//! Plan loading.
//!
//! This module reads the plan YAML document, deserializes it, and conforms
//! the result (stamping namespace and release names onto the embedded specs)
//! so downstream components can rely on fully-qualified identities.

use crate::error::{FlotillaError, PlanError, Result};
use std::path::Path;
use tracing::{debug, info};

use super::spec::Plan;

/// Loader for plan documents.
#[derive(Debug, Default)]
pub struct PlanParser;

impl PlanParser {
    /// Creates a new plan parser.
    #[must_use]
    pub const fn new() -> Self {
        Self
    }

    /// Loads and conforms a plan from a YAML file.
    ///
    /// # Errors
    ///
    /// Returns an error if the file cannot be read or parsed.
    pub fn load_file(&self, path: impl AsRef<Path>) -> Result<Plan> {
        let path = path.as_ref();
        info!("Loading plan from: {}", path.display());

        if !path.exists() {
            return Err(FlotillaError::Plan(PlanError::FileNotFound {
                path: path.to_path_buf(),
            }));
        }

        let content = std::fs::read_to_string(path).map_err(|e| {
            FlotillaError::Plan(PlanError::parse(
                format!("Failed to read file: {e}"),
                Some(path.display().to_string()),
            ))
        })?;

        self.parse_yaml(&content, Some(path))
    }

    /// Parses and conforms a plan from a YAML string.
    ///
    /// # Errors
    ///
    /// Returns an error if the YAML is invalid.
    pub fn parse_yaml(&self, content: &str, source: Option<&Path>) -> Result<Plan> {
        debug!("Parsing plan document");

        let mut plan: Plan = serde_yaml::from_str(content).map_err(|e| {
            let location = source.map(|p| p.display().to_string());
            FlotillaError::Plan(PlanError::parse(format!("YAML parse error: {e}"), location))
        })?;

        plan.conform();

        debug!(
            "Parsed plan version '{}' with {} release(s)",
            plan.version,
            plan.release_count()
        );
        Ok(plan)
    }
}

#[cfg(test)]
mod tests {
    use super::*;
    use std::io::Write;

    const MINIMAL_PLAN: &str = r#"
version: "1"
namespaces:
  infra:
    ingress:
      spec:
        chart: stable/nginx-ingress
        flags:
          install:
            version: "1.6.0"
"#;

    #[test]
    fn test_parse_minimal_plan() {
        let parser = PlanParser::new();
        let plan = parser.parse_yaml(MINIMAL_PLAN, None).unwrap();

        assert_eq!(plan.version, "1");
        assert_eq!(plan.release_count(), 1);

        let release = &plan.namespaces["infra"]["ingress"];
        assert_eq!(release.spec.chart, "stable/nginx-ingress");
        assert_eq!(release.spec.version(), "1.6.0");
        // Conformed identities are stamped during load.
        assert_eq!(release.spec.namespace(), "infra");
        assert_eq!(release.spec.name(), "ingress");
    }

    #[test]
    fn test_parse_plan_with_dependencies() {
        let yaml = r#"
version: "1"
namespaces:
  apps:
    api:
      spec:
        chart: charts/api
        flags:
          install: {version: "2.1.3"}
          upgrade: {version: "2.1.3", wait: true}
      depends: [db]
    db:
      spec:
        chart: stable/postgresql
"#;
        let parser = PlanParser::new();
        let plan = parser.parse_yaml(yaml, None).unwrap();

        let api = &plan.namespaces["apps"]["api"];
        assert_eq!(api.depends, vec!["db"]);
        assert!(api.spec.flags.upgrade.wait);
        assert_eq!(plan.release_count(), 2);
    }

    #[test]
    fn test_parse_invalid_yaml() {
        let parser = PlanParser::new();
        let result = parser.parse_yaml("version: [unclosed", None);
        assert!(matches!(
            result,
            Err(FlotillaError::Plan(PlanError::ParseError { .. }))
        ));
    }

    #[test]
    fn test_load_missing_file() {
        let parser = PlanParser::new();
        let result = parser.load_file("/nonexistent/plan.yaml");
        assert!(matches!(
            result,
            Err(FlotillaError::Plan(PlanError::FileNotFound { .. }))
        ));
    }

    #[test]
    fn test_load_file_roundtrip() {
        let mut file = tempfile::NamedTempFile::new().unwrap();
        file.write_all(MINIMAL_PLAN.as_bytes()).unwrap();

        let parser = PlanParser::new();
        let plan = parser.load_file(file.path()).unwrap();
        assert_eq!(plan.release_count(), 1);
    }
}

◇ ◇ ◇

WORK REQUIRED
Return the full listing exactly as written.

SOLUTION TO THIS TASK
//! Plan loading.
//!
//! This module reads the plan YAML document, deserializes it, and conforms
//! the result (stamping namespace and release names onto the embedded specs)
//! so downstream components can rely on fully-qualified identities.

use crate::error::{FlotillaError, PlanError, Result};
use std::path::Path;
use tracing::{debug, info};

use super::spec::Plan;

/// Loader for plan documents.
#[derive(Debug, Default)]
pub struct PlanParser;

impl PlanParser {
    /// Creates a new plan parser.
    #[must_use]
    pub const fn new() -> Self {
        Self
    }

    /// Loads and conforms a plan from a YAML file.
    ///
    /// # Errors
    ///
    /// Returns an error if the file cannot be read or parsed.
    pub fn load_file(&self, path: impl AsRef<Path>) -> Result<Plan> {
        let path = path.as_ref();
        info!("Loading plan from: {}", path.display());

        if !path.exists() {
            return Err(FlotillaError::Plan(PlanError::FileNotFound {
                path: path.to_path_buf(),
            }));
        }

        let content = std::fs::read_to_string(path).map_err(|e| {
            FlotillaError::Plan(PlanError::parse(
                format!("Failed to read file: {e}"),
                Some(path.display().to_string()),
            ))
        })?;

        self.parse_yaml(&content, Some(path))
    }

    /// Parses and conforms a plan from a YAML string.
    ///
    /// # Errors
    ///
    /// Returns an error if the YAML is invalid.
    pub fn parse_yaml(&self, content: &str, source: Option<&Path>) -> Result<Plan> {
        debug!("Parsing plan document");

        let mut plan: Plan = serde_yaml::from_str(content).map_err(|e| {
            let location = source.map(|p| p.display().to_string());
            FlotillaError::Plan(PlanError::parse(format!("YAML parse error: {e}"), location))
        })?;

        plan.conform();

        debug!(
            "Parsed plan version '{}' with {} release(s)",
            plan.version,
            plan.release_count()
        );
        Ok(plan)
    }
}

#[cfg(test)]
mod tests {
    use super::*;
    use std::io::Write;

    const MINIMAL_PLAN: &str = r#"
version: "1"
namespaces:
  infra:
    ingress:
      spec:
        chart: stable/nginx-ingress
        flags:
          install:
            version: "1.6.0"
"#;

    #[test]
    fn test_parse_minimal_plan() {
        let parser = PlanParser::new();
        let plan = parser.parse_yaml(MINIMAL_PLAN, None).unwrap();

        assert_eq!(plan.version, "1");
        assert_eq!(plan.release_count(), 1);

        let release = &plan.namespaces["infra"]["ingress"];
        assert_eq!(release.spec.chart, "stable/nginx-ingress");
        assert_eq!(release.spec.version(), "1.6.0");
        // Conformed identities are stamped during load.
        assert_eq!(release.spec.namespace(), "infra");
        assert_eq!(release.spec.name(), "ingress");
    }

    #[test]
    fn test_parse_plan_with_dependencies() {
        let yaml = r#"
version: "1"
namespaces:
  apps:
    api:
      spec:
        chart: charts/api
        flags:
          install: {version: "2.1.3"}
          upgrade: {version: "2.1.3", wait: true}
      depends: [db]
    db:
      spec:
        chart: stable/postgresql
"#;
        let parser = PlanParser::new();
        let plan = parser.parse_yaml(yaml, None).unwrap();

        let api = &plan.namespaces["apps"]["api"];
        assert_eq!(api.depends, vec!["db"]);
        assert!(api.spec.flags.upgrade.wait);
        assert_eq!(plan.release_count(), 2);
    }

    #[test]
    fn test_parse_invalid_yaml() {
        let parser = PlanParser::new();
        let result = parser.parse_yaml("version: [unclosed", None);
        assert!(matches!(
            result,
            Err(FlotillaError::Plan(PlanError::ParseError { .. }))
        ));
    }

    #[test]
    fn test_load_missing_file() {
        let parser = PlanParser::new();
        let result = parser.load_file("/nonexistent/plan.yaml");
        assert!(matches!(
            result,
            Err(FlotillaError::Plan(PlanError::FileNotFound { .. }))
        ));
    }

    #[test]
    fn test_load_file_roundtrip() {
        let mut file = tempfile::NamedTempFile::new().unwrap();
        file.write_all(MINIMAL_PLAN.as_bytes()).unwrap();

        let parser = PlanParser::new();
        let plan = parser.load_file(file.path()).unwrap();
        assert_eq!(plan.release_count(), 1);
    }
}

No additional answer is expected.